Start of Material for the task
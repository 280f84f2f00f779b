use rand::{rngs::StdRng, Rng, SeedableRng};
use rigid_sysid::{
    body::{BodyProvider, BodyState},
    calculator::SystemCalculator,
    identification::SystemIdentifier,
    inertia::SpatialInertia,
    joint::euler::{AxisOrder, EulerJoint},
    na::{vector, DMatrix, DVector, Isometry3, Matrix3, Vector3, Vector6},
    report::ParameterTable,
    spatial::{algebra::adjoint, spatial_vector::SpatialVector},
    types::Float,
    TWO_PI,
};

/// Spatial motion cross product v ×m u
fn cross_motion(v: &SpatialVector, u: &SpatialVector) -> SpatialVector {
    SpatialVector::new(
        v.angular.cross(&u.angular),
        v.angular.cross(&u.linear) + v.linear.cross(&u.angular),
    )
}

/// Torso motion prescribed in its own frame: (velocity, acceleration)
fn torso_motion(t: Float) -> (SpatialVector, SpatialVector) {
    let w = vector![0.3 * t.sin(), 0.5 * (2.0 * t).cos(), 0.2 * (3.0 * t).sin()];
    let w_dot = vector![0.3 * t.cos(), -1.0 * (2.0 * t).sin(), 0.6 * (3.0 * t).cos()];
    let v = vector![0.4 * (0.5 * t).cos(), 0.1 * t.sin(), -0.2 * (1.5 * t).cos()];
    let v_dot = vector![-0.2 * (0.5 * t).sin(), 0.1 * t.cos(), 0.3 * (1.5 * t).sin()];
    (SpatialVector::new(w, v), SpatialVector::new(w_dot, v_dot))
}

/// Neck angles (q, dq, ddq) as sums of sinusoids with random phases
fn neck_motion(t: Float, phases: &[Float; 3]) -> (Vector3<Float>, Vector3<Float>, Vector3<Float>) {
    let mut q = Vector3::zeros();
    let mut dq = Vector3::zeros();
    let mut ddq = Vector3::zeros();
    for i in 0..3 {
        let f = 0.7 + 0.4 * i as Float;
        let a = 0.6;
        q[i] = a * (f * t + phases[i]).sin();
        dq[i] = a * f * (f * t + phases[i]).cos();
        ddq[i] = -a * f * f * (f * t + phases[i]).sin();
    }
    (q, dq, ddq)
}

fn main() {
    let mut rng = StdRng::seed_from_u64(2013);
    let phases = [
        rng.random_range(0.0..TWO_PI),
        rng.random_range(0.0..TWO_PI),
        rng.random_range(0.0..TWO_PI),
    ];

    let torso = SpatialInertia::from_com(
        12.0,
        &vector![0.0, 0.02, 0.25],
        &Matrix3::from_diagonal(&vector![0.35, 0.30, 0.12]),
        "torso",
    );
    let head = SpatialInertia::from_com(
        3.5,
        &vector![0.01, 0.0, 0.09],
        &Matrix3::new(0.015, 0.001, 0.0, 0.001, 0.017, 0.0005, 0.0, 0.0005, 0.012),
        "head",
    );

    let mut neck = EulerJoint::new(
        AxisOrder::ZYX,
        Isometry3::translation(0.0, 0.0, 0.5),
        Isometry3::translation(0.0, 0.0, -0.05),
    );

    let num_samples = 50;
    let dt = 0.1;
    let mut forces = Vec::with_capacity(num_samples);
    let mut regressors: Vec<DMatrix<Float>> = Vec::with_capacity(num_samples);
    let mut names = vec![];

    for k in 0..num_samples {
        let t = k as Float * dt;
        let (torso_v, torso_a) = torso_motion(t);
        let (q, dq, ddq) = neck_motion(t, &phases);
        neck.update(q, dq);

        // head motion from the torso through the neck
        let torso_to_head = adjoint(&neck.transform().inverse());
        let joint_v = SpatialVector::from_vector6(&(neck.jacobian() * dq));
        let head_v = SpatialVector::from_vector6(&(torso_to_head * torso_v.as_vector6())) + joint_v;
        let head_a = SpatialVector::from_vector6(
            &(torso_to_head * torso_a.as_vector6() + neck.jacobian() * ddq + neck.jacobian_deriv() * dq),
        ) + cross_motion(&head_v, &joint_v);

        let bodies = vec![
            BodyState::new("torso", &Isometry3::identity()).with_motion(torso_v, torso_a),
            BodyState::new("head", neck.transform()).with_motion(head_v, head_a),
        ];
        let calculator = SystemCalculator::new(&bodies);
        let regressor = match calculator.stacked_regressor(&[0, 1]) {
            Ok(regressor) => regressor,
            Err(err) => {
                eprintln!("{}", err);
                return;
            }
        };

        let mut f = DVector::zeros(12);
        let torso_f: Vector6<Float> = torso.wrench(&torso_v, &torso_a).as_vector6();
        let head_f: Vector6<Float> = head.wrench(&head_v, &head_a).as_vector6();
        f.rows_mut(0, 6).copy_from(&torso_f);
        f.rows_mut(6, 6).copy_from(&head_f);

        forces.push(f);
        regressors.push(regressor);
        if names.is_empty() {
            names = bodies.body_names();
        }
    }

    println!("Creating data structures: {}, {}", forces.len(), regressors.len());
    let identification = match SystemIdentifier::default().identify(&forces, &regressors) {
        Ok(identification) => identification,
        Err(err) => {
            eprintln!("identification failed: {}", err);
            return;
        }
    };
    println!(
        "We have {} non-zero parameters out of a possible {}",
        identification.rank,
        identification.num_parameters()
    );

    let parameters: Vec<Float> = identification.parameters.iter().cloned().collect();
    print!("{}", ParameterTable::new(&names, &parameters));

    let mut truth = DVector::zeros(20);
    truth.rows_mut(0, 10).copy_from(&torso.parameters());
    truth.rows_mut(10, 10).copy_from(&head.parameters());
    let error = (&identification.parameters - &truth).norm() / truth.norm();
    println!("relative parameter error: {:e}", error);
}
End of Material for the task
(Exercise)
Please make an exact copy of the lines above from the line with "let mut dq = Vector3::zeros();" through the line with "let mut names = vec![];", both ends included.

(The completed task)
    let mut dq = Vector3::zeros();
    let mut ddq = Vector3::zeros();
    for i in 0..3 {
        let f = 0.7 + 0.4 * i as Float;
        let a = 0.6;
        q[i] = a * (f * t + phases[i]).sin();
        dq[i] = a * f * (f * t + phases[i]).cos();
        ddq[i] = -a * f * f * (f * t + phases[i]).sin();
    }
    (q, dq, ddq)
}

fn main() {
    let mut rng = StdRng::seed_from_u64(2013);
    let phases = [
        rng.random_range(0.0..TWO_PI),
        rng.random_range(0.0..TWO_PI),
        rng.random_range(0.0..TWO_PI),
    ];

    let torso = SpatialInertia::from_com(
        12.0,
        &vector![0.0, 0.02, 0.25],
        &Matrix3::from_diagonal(&vector![0.35, 0.30, 0.12]),
        "torso",
    );
    let head = SpatialInertia::from_com(
        3.5,
        &vector![0.01, 0.0, 0.09],
        &Matrix3::new(0.015, 0.001, 0.0, 0.001, 0.017, 0.0005, 0.0, 0.0005, 0.012),
        "head",
    );

    let mut neck = EulerJoint::new(
        AxisOrder::ZYX,
        Isometry3::translation(0.0, 0.0, 0.5),
        Isometry3::translation(0.0, 0.0, -0.05),
    );

    let num_samples = 50;
    let dt = 0.1;
    let mut forces = Vec::with_capacity(num_samples);
    let mut regressors: Vec<DMatrix<Float>> = Vec::with_capacity(num_samples);
    let mut names = vec![];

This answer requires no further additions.